What the exercise asks | Give the records back in full, exactly as they read.

Records contained in a dataset
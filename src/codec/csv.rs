use super::FormatKind;
use crate::config::CsvSettings;
use crate::error::{Result, SweeperError};
use polars::prelude::*;
use std::io::Cursor;

/// Parse CSV bytes with a header row.
///
/// Dtypes are inferred from the first `infer_schema_length` rows. When a
/// later row does not fit that schema the file is read again with every row
/// sampled, so only malformed input fails.
pub fn read_csv(bytes: &[u8], settings: &CsvSettings) -> Result<DataFrame> {
    if bytes.iter().all(u8::is_ascii_whitespace) {
        return Err(SweeperError::decode(FormatKind::Csv, "file is empty"));
    }

    match parse(bytes, settings.infer_schema_length, settings.try_parse_dates) {
        Ok(df) => Ok(df),
        Err(e) if settings.infer_schema_length.is_some() => {
            tracing::debug!("CSV schema sample too short ({e}), rescanning all rows");
            parse(bytes, None, settings.try_parse_dates)
                .map_err(|e| SweeperError::decode(FormatKind::Csv, e))
        }
        Err(e) => Err(SweeperError::decode(FormatKind::Csv, e)),
    }
}

fn parse(
    bytes: &[u8],
    infer_schema_length: Option<usize>,
    try_parse_dates: bool,
) -> PolarsResult<DataFrame> {
    CsvReadOptions::default()
        .with_has_header(true)
        .with_infer_schema_length(infer_schema_length)
        .map_parse_options(|opts| opts.with_try_parse_dates(try_parse_dates))
        .into_reader_with_file_handle(Cursor::new(bytes))
        .finish()
}

pub fn write_csv(df: &DataFrame) -> Result<Vec<u8>> {
    // CsvWriter needs a mutable frame; the caller's table stays untouched.
    let mut df = df.clone();
    let mut buffer = Cursor::new(Vec::new());
    CsvWriter::new(&mut buffer)
        .include_header(true)
        .finish(&mut df)
        .map_err(|e| SweeperError::encode(FormatKind::Csv, e))?;
    buffer.set_position(0);
    Ok(buffer.into_inner())
}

Your response |
filename src/codec/csv.rs
use super::FormatKind;
use crate::config::CsvSettings;
use crate::error::{Result, SweeperError};
use polars::prelude::*;
use std::io::Cursor;

/// Parse CSV bytes with a header row.
///
/// Dtypes are inferred from the first `infer_schema_length` rows. When a
/// later row does not fit that schema the file is read again with every row
/// sampled, so only malformed input fails.
pub fn read_csv(bytes: &[u8], settings: &CsvSettings) -> Result<DataFrame> {
    if bytes.iter().all(u8::is_ascii_whitespace) {
        return Err(SweeperError::decode(FormatKind::Csv, "file is empty"));
    }

    match parse(bytes, settings.infer_schema_length, settings.try_parse_dates) {
        Ok(df) => Ok(df),
        Err(e) if settings.infer_schema_length.is_some() => {
            tracing::debug!("CSV schema sample too short ({e}), rescanning all rows");
            parse(bytes, None, settings.try_parse_dates)
                .map_err(|e| SweeperError::decode(FormatKind::Csv, e))
        }
        Err(e) => Err(SweeperError::decode(FormatKind::Csv, e)),
    }
}

fn parse(
    bytes: &[u8],
    infer_schema_length: Option<usize>,
    try_parse_dates: bool,
) -> PolarsResult<DataFrame> {
    CsvReadOptions::default()
        .with_has_header(true)
        .with_infer_schema_length(infer_schema_length)
        .map_parse_options(|opts| opts.with_try_parse_dates(try_parse_dates))
        .into_reader_with_file_handle(Cursor::new(bytes))
        .finish()
}

pub fn write_csv(df: &DataFrame) -> Result<Vec<u8>> {
    // CsvWriter needs a mutable frame; the caller's table stays untouched.
    let mut df = df.clone();
    let mut buffer = Cursor::new(Vec::new());
    CsvWriter::new(&mut buffer)
        .include_header(true)
        .finish(&mut df)
        .map_err(|e| SweeperError::encode(FormatKind::Csv, e))?;
    buffer.set_position(0);
    Ok(buffer.into_inner())
}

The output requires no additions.